What you are asked to do -
Without adding or dropping anything, copy the entries below.

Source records
==*==

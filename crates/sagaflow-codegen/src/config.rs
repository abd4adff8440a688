use serde::{Deserialize, Serialize};

/// How forked branches see the process context.
#[derive(Debug, Clone, Copy, Default, PartialEq, Eq, Serialize, Deserialize)]
#[serde(rename_all = "snake_case")]
pub enum ContextSharing {
  /// Every branch gets a handle to the same context. Writes are last-write-wins.
  #[default]
  Shared,
  /// Every branch gets its own copy of the context at the fork point.
  Isolated,
}

/// Options controlling the emitted program.
#[derive(Debug, Clone, PartialEq, Eq, Serialize, Deserialize)]
#[serde(default)]
pub struct EmitConfig {
  /// Crate path of the orchestration runtime.
  pub runtime_crate: String,
  /// Module path API modules are imported from.
  pub api_root: String,
  /// Name of the public entry procedure.
  pub entry_name: String,
  /// Import each referenced API module once instead of once per reference.
  pub dedupe_imports: bool,
  pub context: ContextSharing,
}

impl Default for EmitConfig {
  fn default() -> Self {
    Self {
      runtime_crate: "sagaflow_runtime".to_string(),
      api_root: "crate::apis".to_string(),
      entry_name: "saga".to_string(),
      dedupe_imports: true,
      context: ContextSharing::Shared,
    }
  }
}
mod error;
mod index;
mod normalizer;
mod options;

pub use error::ResolveError;
pub use normalizer::Normalizer;
pub use options::{ResolveOptions, Strictness};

==*==

Answer below -
filename crates/sagaflow-codegen/src/config.rs
repository abd4adff8440a688
use serde::{Deserialize, Serialize};

/// How forked branches see the process context.
#[derive(Debug, Clone, Copy, Default, PartialEq, Eq, Serialize, Deserialize)]
#[serde(rename_all = "snake_case")]
pub enum ContextSharing {
  /// Every branch gets a handle to the same context. Writes are last-write-wins.
  #[default]
  Shared,
  /// Every branch gets its own copy of the context at the fork point.
  Isolated,
}

/// Options controlling the emitted program.
#[derive(Debug, Clone, PartialEq, Eq, Serialize, Deserialize)]
#[serde(default)]
pub struct EmitConfig {
  /// Crate path of the orchestration runtime.
  pub runtime_crate: String,
  /// Module path API modules are imported from.
  pub api_root: String,
  /// Name of the public entry procedure.
  pub entry_name: String,
  /// Import each referenced API module once instead of once per reference.
  pub dedupe_imports: bool,
  pub context: ContextSharing,
}

impl Default for EmitConfig {
  fn default() -> Self {
    Self {
      runtime_crate: "sagaflow_runtime".to_string(),
      api_root: "crate::apis".to_string(),
      entry_name: "saga".to_string(),
      dedupe_imports: true,
      context: ContextSharing::Shared,
    }
  }
}
mod error;
mod index;
mod normalizer;
mod options;

pub use error::ResolveError;
pub use normalizer::Normalizer;
pub use options::{ResolveOptions, Strictness};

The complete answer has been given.